Asymptotic support theorem for planar isotropic Brownian flows

TL;DR

This paper proves an asymptotic support theorem for planar isotropic Brownian flows, showing that scaled trajectories converge to Lipschitz functions with a specific growth rate, extending previous diameter growth results.

Contribution

It extends diameter growth results to an asymptotic support theorem for trajectories of planar IBFs with positive Lyapunov exponent.

Findings

Trajectories converge in Hausdorff distance to Lipschitz functions.

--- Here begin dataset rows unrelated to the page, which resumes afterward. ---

// Copyright (c) Contributors to the restore project.
// SPDX-License-Identifier: Apache-2.0

//! A shared progress bar for `match` and `restore`, backed by `indicatif`
//! the way the teacher's own sync/render commands report progress.

use indicatif::{ProgressBar, ProgressStyle};
use restore_core::matcher::MatchReporter;
use restore_core::restorer::RestoreReporter;

pub struct Bar(ProgressBar);

impl Bar {
    pub fn new(label: &'static str) -> Self {
        let bar = ProgressBar::new(0);
        bar.set_style(
            ProgressStyle::with_template(&format!("{{spinner}} {label} {{pos}}/{{len}} {{wide_msg}}"))
                .expect("static template is valid")
                .progress_chars("=> "),
        );
        Bar(bar)
    }
}

impl MatchReporter for Bar {
    fn visiting(&self, path: &str) {
        self.0.set_message(path.to_string());
    }

    fn progress(&self, done: usize, total: usize) {
        self.0.set_length(total as u64);
        self.0.set_position(done as u64);
        if done == total {
            self.0.finish_and_clear();
        }
    }
}

impl RestoreReporter for Bar {
    fn restoring(&self, path: &str) {
        self.0.set_message(path.to_string());
    }

    fn progress(&self, done: usize, total: usize) {
        self.0.set_length(total as u64);
        self.0.set_position(done as u64);
        if done == total {
            self.0.finish_and_clear();
        }
    }

    fn failed(&self, path: &str, err: &restore_core::Error) {
        self.0.suspend(|| tracing::error!(%path, %err, "restore failed"));
    }
}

The convergence is in probability.

The Lipschitz constant equals the known linear growth rate K.

Abstract

It has been shown by various authors that the diameter of a given nontrivial bounded connected set $\mathcal{X}$ grows linearly in time under the action of an isotropic Brownian flow (IBF), which has a nonnegative top-Lyapunov exponent. In case of a planar IBF with a positive top-Lyapunov exponent, the precise deterministic linear growth rate K of the diameter is known to exist. In this paper we will extend this result to an asymptotic support theorem for the time-scaled trajectories of a planar IBF $\varphi$, which has a positive top-Lyapunov exponent, starting in a nontrivial compact connected set $\mathcal{X}\subseteq \mathbf{R}^2$; that is, we will show convergence in probability of the set of time-scaled trajectories in the Hausdorff distance to the set of Lipschitz continuous functions on [0,1] starting in 0 with Lipschitz constant K.